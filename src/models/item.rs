use serde::{Deserialize, Serialize};

use crate::models::macros::Macros;
use crate::planner::constants::{DEFAULT_MAX_GRAMS, SEASONING_CAP_GRAMS};

/// Closed set of food categories.
#[derive(Debug, Clone, Copy, PartialEq, Eq, Hash, PartialOrd, Ord, Serialize, Deserialize)]
#[serde(rename_all = "snake_case")]
pub enum Category {
    Protein,
    Carb,
    Vegetable,
    Dairy,
    Fruit,
    Snack,
    Seasoning,
    Premade,
    Fat,
    Other,
}

impl Category {
    pub fn as_str(self) -> &'static str {
        match self {
            Category::Protein => "protein",
            Category::Carb => "carb",
            Category::Vegetable => "vegetable",
            Category::Dairy => "dairy",
            Category::Fruit => "fruit",
            Category::Snack => "snack",
            Category::Seasoning => "seasoning",
            Category::Premade => "premade",
            Category::Fat => "fat",
            Category::Other => "other",
        }
    }
}

#[derive(Debug, Clone, Copy, PartialEq, Eq, Hash, PartialOrd, Ord, Serialize, Deserialize)]
#[serde(rename_all = "snake_case")]
pub enum MealSlot {
    Breakfast,
    Lunch,
    Dinner,
    Snack,
}

impl MealSlot {
    pub const ALL: [MealSlot; 4] = [
        MealSlot::Breakfast,
        MealSlot::Lunch,
        MealSlot::Dinner,
        MealSlot::Snack,
    ];

    pub fn as_str(self) -> &'static str {
        match self {
            MealSlot::Breakfast => "breakfast",
            MealSlot::Lunch => "lunch",
            MealSlot::Dinner => "dinner",
            MealSlot::Snack => "snack",
        }
    }
}

impl std::fmt::Display for MealSlot {
    fn fmt(&self, f: &mut std::fmt::Formatter<'_>) -> std::fmt::Result {
        f.write_str(self.as_str())
    }
}

/// How much freedom the solver has over an item's grams.
#[derive(Debug, Clone, Copy, PartialEq, Eq, Serialize, Deserialize)]
#[serde(rename_all = "UPPERCASE")]
pub enum EditableMode {
    Locked,
    Bounded,
    Free,
}

/// The two solver-adjustable modes.
#[derive(Debug, Clone, Copy, Default, PartialEq, Eq, Serialize, Deserialize)]
#[serde(rename_all = "snake_case")]
pub enum AdjustMode {
    #[default]
    Bounded,
    Free,
}

/// Snap granularity applied to every solver-chosen gram value.
#[derive(Debug, Clone, Copy, Default, PartialEq, Eq, Serialize, Deserialize)]
#[serde(rename_all = "snake_case")]
pub enum RoundingRule {
    #[default]
    Nearest1,
    Nearest5,
    Nearest10,
    /// Multiples of a whole unit, e.g. 50 for one egg.
    WholeUnit(u32),
}

impl RoundingRule {
    #[inline]
    pub fn granularity(self) -> u32 {
        match self {
            RoundingRule::Nearest1 => 1,
            RoundingRule::Nearest5 => 5,
            RoundingRule::Nearest10 => 10,
            RoundingRule::WholeUnit(unit) => unit.max(1),
        }
    }

    /// Round a non-negative gram value to the nearest multiple.
    pub fn snap(self, grams: f64) -> u32 {
        let g = self.granularity() as f64;
        ((grams.max(0.0) / g).round() * g) as u32
    }

    pub fn is_aligned(self, grams: u32) -> bool {
        grams % self.granularity() == 0
    }
}

/// Inclusive gram interval. `max == 0` means unbounded (default ceiling).
///
/// Deserialization goes through [`GramRange::new`], so a stored minimum above
/// the ceiling is pulled down to it.
#[derive(Debug, Clone, Copy, PartialEq, Eq, Serialize, Deserialize)]
#[serde(from = "GramRangeRepr")]
pub struct GramRange {
    pub min: u32,
    pub max: u32,
}

#[derive(Deserialize)]
struct GramRangeRepr {
    min: u32,
    #[serde(default)]
    max: u32,
}

impl From<GramRangeRepr> for GramRange {
    fn from(repr: GramRangeRepr) -> Self {
        GramRange::new(repr.min, repr.max)
    }
}

impl GramRange {
    pub fn new(min: u32, max: u32) -> Self {
        let range = Self { min, max };
        Self {
            min: min.min(range.ceiling()),
            max,
        }
    }

    /// Effective upper bound.
    #[inline]
    pub fn ceiling(&self) -> u32 {
        if self.max == 0 {
            DEFAULT_MAX_GRAMS
        } else {
            self.max
        }
    }

    pub fn midpoint(&self) -> f64 {
        (self.min as f64 + self.ceiling() as f64) / 2.0
    }

    pub fn half_span(&self) -> f64 {
        (self.ceiling() as f64 - self.min as f64) / 2.0
    }

    pub fn contains(&self, grams: u32) -> bool {
        grams >= self.min && grams <= self.ceiling()
    }

    /// False when the minimum sits above the effective ceiling.
    pub fn is_ordered(&self) -> bool {
        self.min <= self.ceiling()
    }

    /// Clamp `grams` into range and snap it to `rule`, staying inside the range.
    ///
    /// When no multiple of the rule fits in the range, falls back to the
    /// nearest whole gram. An inverted range collapses onto its ceiling.
    pub fn snap(&self, rule: RoundingRule, grams: f64) -> u32 {
        let hi = self.ceiling();
        let lo = self.min.min(hi);
        let clamped = grams.clamp(lo as f64, hi as f64);
        let snapped = rule.snap(clamped);
        if (lo..=hi).contains(&snapped) {
            return snapped;
        }

        let g = rule.granularity();
        let candidate = if snapped > hi {
            hi / g * g
        } else {
            lo.div_ceil(g) * g
        };
        if (lo..=hi).contains(&candidate) {
            candidate
        } else {
            clamped.round() as u32
        }
    }
}

/// Seasoning scaling rule: grams of this item per 100 g of its basis.
#[derive(Debug, Clone, Default, PartialEq, Serialize, Deserialize)]
pub struct SeasoningRule {
    #[serde(default)]
    pub rate: Option<f64>,
    /// Lookup-only reference to the paired item's id.
    #[serde(default)]
    pub paired_item_id: Option<String>,
}

/// What the solver may do with an item's grams.
///
/// Seasonings carry no range at all: their cap is fixed, so an oversized
/// seasoning maximum has no representation.
#[derive(Debug, Clone, PartialEq, Serialize, Deserialize)]
#[serde(tag = "mode", rename_all = "snake_case")]
pub enum PortionConstraint {
    Locked,
    Adjustable {
        #[serde(default)]
        adjust: AdjustMode,
        range: GramRange,
        #[serde(default = "default_step")]
        step_grams: u32,
        #[serde(default)]
        rounding: RoundingRule,
    },
    Derived(SeasoningRule),
}

fn default_step() -> u32 {
    1
}

/// One ingredient instance within a single solve call.
#[derive(Debug, Clone, PartialEq, Serialize, Deserialize)]
pub struct PortionableItem {
    pub id: String,
    pub name: String,
    pub category: Category,
    pub meal_slot: MealSlot,
    /// Nutrients per 100 g.
    pub density: Macros,
    pub constraint: PortionConstraint,
    /// Fraction of nominal mass counted toward totals, in (0, 1].
    pub eaten_factor: f64,
    pub current_grams: u32,
    pub counts_toward_totals: bool,
}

━━━

When you retype the data above, start at its first line, stop after the line containing "over an item's grams.", and leave out everything else.

filename src/models/item.rs
use serde::{Deserialize, Serialize};

use crate::models::macros::Macros;
use crate::planner::constants::{DEFAULT_MAX_GRAMS, SEASONING_CAP_GRAMS};

/// Closed set of food categories.
#[derive(Debug, Clone, Copy, PartialEq, Eq, Hash, PartialOrd, Ord, Serialize, Deserialize)]
#[serde(rename_all = "snake_case")]
pub enum Category {
    Protein,
    Carb,
    Vegetable,
    Dairy,
    Fruit,
    Snack,
    Seasoning,
    Premade,
    Fat,
    Other,
}

impl Category {
    pub fn as_str(self) -> &'static str {
        match self {
            Category::Protein => "protein",
            Category::Carb => "carb",
            Category::Vegetable => "vegetable",
            Category::Dairy => "dairy",
            Category::Fruit => "fruit",
            Category::Snack => "snack",
            Category::Seasoning => "seasoning",
            Category::Premade => "premade",
            Category::Fat => "fat",
            Category::Other => "other",
        }
    }
}

#[derive(Debug, Clone, Copy, PartialEq, Eq, Hash, PartialOrd, Ord, Serialize, Deserialize)]
#[serde(rename_all = "snake_case")]
pub enum MealSlot {
    Breakfast,
    Lunch,
    Dinner,
    Snack,
}

impl MealSlot {
    pub const ALL: [MealSlot; 4] = [
        MealSlot::Breakfast,
        MealSlot::Lunch,
        MealSlot::Dinner,
        MealSlot::Snack,
    ];

    pub fn as_str(self) -> &'static str {
        match self {
            MealSlot::Breakfast => "breakfast",
            MealSlot::Lunch => "lunch",
            MealSlot::Dinner => "dinner",
            MealSlot::Snack => "snack",
        }
    }
}

impl std::fmt::Display for MealSlot {
    fn fmt(&self, f: &mut std::fmt::Formatter<'_>) -> std::fmt::Result {
        f.write_str(self.as_str())
    }
}

/// How much freedom the solver has over an item's grams.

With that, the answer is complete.